Traditional Version:
The ant works hard in the withering heat all summer long, building his house and laying up supplies for the winter.
The grasshopper thinks the ant is a fool and laughs and dances and plays the summer away.
Come winter, the ant is warm and well fed. The grasshopper has no food or shelter, so he dies out in the cold.
MORAL OF THE STORY:
Be responsible for yourself!
Modern Version
The ant works hard in the withering heat all summer long, building his house and laying up supplies for the winter.
The grasshopper thinks the ant is a fool and laughs and dances and plays the summer away.
Come winter, the shivering grasshopper calls a press conference and demands to know why the ant should be warm and well fed while others are cold and starving.
CBS, NBC, PBS, CNN, and ABC show up to provide pictures of the shivering grasshopper next to a video of the ant in his comfortable home with a table filled with food.

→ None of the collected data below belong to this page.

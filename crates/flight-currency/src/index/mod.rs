//! Dependency index over composite logic trees.
//!
//! [`DependencyIndex`] maps every referenced currency id to the composites
//! whose trees mention it, directly or inside nested groups. It is rebuilt
//! by a full walk whenever the definition set changes, so the cost is
//! proportional to the total number of tree nodes.
//!
//! The same edges answer the edit-time questions: who uses this currency,
//! what else changes when it changes, and whether a proposed tree would
//! close a cycle.

use std::collections::{BTreeMap, BTreeSet, HashMap, VecDeque};

use crate::currency::{CurrencyDefinition, CurrencyId, LogicNode};

/// Composite id → ids its tree references.
type Edges = BTreeMap<CurrencyId, BTreeSet<CurrencyId>>;

// ── DependencyIndex ──────────────────────────────────────────────────────────

/// Reverse reference index plus the forward edges it was built from.
#[derive(Debug, Clone, Default)]
pub struct DependencyIndex {
    /// Referenced id → composites that reference it.
    referenced_by: BTreeMap<CurrencyId, BTreeSet<CurrencyId>>,
    /// Composite id → ids it references.
    references: Edges,
    /// Display names for every known definition.
    names: BTreeMap<CurrencyId, String>,
}

impl DependencyIndex {
    /// Create an empty index.
    pub fn new() -> Self {
        Self::default()
    }

    /// Build the index from a full walk over `definitions`.
    pub fn build<'a, I>(definitions: I) -> Self
    where
        I: IntoIterator<Item = &'a CurrencyDefinition>,
    {
        let mut index = Self::new();
        for def in definitions {
            index.names.insert(def.id().clone(), def.name().to_string());
            if let CurrencyDefinition::Composite(c) = def {
                let refs = c.logic_tree.referenced_ids();
                for r in &refs {
                    index
                        .referenced_by
                        .entry(r.clone())
                        .or_default()
                        .insert(c.id.clone());
                }
                index.references.insert(c.id.clone(), refs);
            }
        }
        index
    }

    /// Ids of the composites that reference `id`.
    pub fn referencing_ids(&self, id: &CurrencyId) -> Vec<&CurrencyId> {
        self.referenced_by
            .get(id)
            .map(|set| set.iter().collect())
            .unwrap_or_default()
    }

    /// Names of the composites that reference `id`, ordered by composite id.
    pub fn references_of(&self, id: &CurrencyId) -> Vec<String> {
        self.referencing_ids(id)
            .into_iter()
            .map(|c| self.name_of(c))
            .collect()
    }

    /// Return `true` if any composite references `id`.
    pub fn is_referenced(&self, id: &CurrencyId) -> bool {
        self.referenced_by
            .get(id)
            .map(|set| !set.is_empty())
            .unwrap_or(false)
    }

    /// Ids referenced by `composite`'s tree (empty for primitives).
    pub fn references(&self, composite: &CurrencyId) -> Vec<&CurrencyId> {
        self.references
            .get(composite)
            .map(|set| set.iter().collect())
            .unwrap_or_default()
    }

    /// Every referenced id with the composites that reference it.
    pub fn usage_report(&self) -> BTreeMap<CurrencyId, Vec<CurrencyId>> {
        self.referenced_by
            .iter()
            .map(|(id, users)| (id.clone(), users.iter().cloned().collect()))
            .collect()
    }

    /// Every composite whose outcome can change when `id` changes.
    ///
    /// Walks the reverse edges breadth-first with a visited set, so cyclic
    /// definitions terminate. `id` itself appears only if it sits on a cycle.
    pub fn dependents_transitive(&self, id: &CurrencyId) -> BTreeSet<CurrencyId> {
        let mut seen = BTreeSet::new();
        let mut queue: VecDeque<&CurrencyId> = VecDeque::new();
        queue.push_back(id);

        while let Some(current) = queue.pop_front() {
            if let Some(users) = self.referenced_by.get(current) {
                for user in users {
                    if seen.insert(user.clone()) {
                        queue.push_back(user);
                    }
                }
            }
        }
        seen
    }

    /// Return `true` if saving `proposed` as the tree of `composite_id`
    /// would make `composite_id` reachable from itself.
    pub fn would_create_cycle(&self, composite_id: &CurrencyId, proposed: &LogicNode) -> bool {
        self.cycle_path(composite_id, proposed).is_some()
    }

    /// Shortest reference path `composite_id -> ... -> composite_id` that
    /// `proposed` would close, if any.
    ///
    /// The proposed tree replaces whatever `composite_id` currently has.
    pub fn cycle_path(&self, composite_id: &CurrencyId, proposed: &LogicNode) -> Option<Vec<CurrencyId>> {
        let proposed_refs = proposed.referenced_ids();
        let mut parent: HashMap<&CurrencyId, &CurrencyId> = HashMap::new();
        let mut queue: VecDeque<&CurrencyId> = VecDeque::new();

        for r in &proposed_refs {
            if r == composite_id {
                return Some(vec![composite_id.clone(), composite_id.clone()]);
            }
            if !parent.contains_key(r) {
                parent.insert(r, composite_id);
                queue.push_back(r);
            }
        }

        while let Some(current) = queue.pop_front() {
            let Some(next) = self.references.get(current) else {
                continue;
            };
            for r in next {
                if r == composite_id {
                    let mut path = vec![composite_id.clone()];
                    let mut cursor = current;
                    while cursor != composite_id {
                        path.push(cursor.clone());
                        cursor = parent.get(cursor).copied().unwrap_or(composite_id);
                    }
                    // Walked tail-first after the leading id.
                    path[1..].reverse();
                    path.push(composite_id.clone());
                    return Some(path);
                }
                if !parent.contains_key(r) {
                    parent.insert(r, current);
                    queue.push_back(r);
                }
            }
        }
        None
    }

    /// Every cycle among the indexed composites.
    pub fn cycles(&self) -> Vec<Vec<CurrencyId>> {
        cycles_in(&self.references)
    }

    /// Display name for `id`, falling back to the id itself.
    pub fn name_of(&self, id: &CurrencyId) -> String {
        self.names
            .get(id)
            .cloned()
            .unwrap_or_else(|| id.to_string())
    }

    /// Number of distinct referenced ids.
    pub fn len(&self) -> usize {
        self.referenced_by.len()
    }

    /// Return `true` when no composite references anything.
    pub fn is_empty(&self) -> bool {
        self.referenced_by.is_empty()
    }
}

// ── Cycle search ─────────────────────────────────────────────────────────────

/// Find every reference cycle among the composites in `definitions`.
///
/// Each cycle is reported once as a path that starts and ends with the
/// same id, e.g. `[x, y, x]`. Self-references show up as `[x, x]`.
pub fn find_cycles(definitions: &BTreeMap<CurrencyId, CurrencyDefinition>) -> Vec<Vec<CurrencyId>> {
    let edges: Edges = definitions
        .values()
        .filter_map(|def| def.as_composite())
        .map(|c| (c.id.clone(), c.logic_tree.referenced_ids()))
        .collect();
    cycles_in(&edges)
}

#[derive(Clone, Copy, PartialEq, Eq)]
enum Mark {
    InProgress,
    Done,
}

/// Iterative depth-first search; a back edge to an in-progress node is a cycle.
fn cycles_in(edges: &Edges) -> Vec<Vec<CurrencyId>> {
    let mut marks: HashMap<&CurrencyId, Mark> = HashMap::new();
    let mut cycles = Vec::new();

    for root in edges.keys() {
        if marks.contains_key(root) {
            continue;
        }

        // (node, its children, next child to visit)
        let mut stack: Vec<(&CurrencyId, Vec<&CurrencyId>, usize)> = Vec::new();
        marks.insert(root, Mark::InProgress);
        stack.push((root, children(edges, root), 0));

        while let Some(frame) = stack.last_mut() {
            if frame.2 >= frame.1.len() {
                marks.insert(frame.0, Mark::Done);
                stack.pop();
                continue;
            }
            let next = frame.1[frame.2];
            frame.2 += 1;

            match marks.get(next) {
                Some(Mark::Done) => {}
                Some(Mark::InProgress) => {
                    let start = stack.iter().position(|(id, _, _)| *id == next).unwrap_or(0);
                    let mut path: Vec<CurrencyId> =
                        stack[start..].iter().map(|(id, _, _)| (*id).clone()).collect();
                    path.push(next.clone());
                    cycles.push(path);
                }
                None => {
                    marks.insert(next, Mark::InProgress);
                    stack.push((next, children(edges, next), 0));
                }
            }
        }
    }

    cycles
}

fn children<'a>(edges: &'a Edges, id: &CurrencyId) -> Vec<&'a CurrencyId> {
    edges
        .get(id)
        .map(|set| set.iter().collect())
        .unwrap_or_default()
}

// ── Tests ────────────────────────────────────────────────────────────────────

America is stunned by the sharp contrast.
How can this be, that in a country of such wealth, this poor grasshopper is allowed to suffer so?
Kermit the Frog appears on Oprah with the grasshopper, and everybody cries when they sing, 'It's Not Easy Being Green.'
Jesse Jackson stages a demonstration in front of the ant's house where the news stations film the group singing, 'We shall overcome.' Jesse then has the group kneel down to pray to God for the grasshopper's sake.
Nancy Pelosi, John Kerry & Harry Reid exclaim in an interview with Larry King that the ant has gotten rich off the back of the grasshopper, and both call for an immediate tax hike on the ant to make him pay his fair share.
Finally, the EEOC drafts the Economic Equity and Anti-Grasshopper Act retroactive to the beginning of the summer! The ant is fined for failing to hire a proportionate number of green bugs and, having nothing left to pay his retroactive taxes, his home is confiscated by the government.
Hillary Clinton gets her old law firm to represent the grasshopper in a defamation suit against the ant, and the case is tried before a panel of federal judges that Bill Clinton appointed from a list of single parent welfare recipients.
The ant loses the case.
The story ends as we see the grasshopper finishing up the last bits of the ant's food while the government house he is in, which just happens to be the ant's old house, crumbles around him because he doesn't work to maintain it.
The ant has disappeared in the snow.
The grasshopper is found dead in a drug related incident and the house, now abandoned, is taken over by a gang of spiders who terrorize the once peaceful neighborhood.
MORAL OF THE STORY:
Be very careful how you vote in 2008.
:: hat tip to LeQue
ron paul
9 comments:
That is a pretty simplistic contrast and not worthy of the educated mind. More like a gradeschool comparison.
Gravatar yea, that would all be fine and dandy if the initial premise (grasshopper plays in the summer while ant works hard) were true in the real world (with humans). Most of the poor in the country weren't born with the same supportive, loving and nurturing home as those who are well-off. If you want to describe being raised in a poor, violent and drug-infested community as "playing all summer," that's your prerogative, but at least realize that's what your saying & own it.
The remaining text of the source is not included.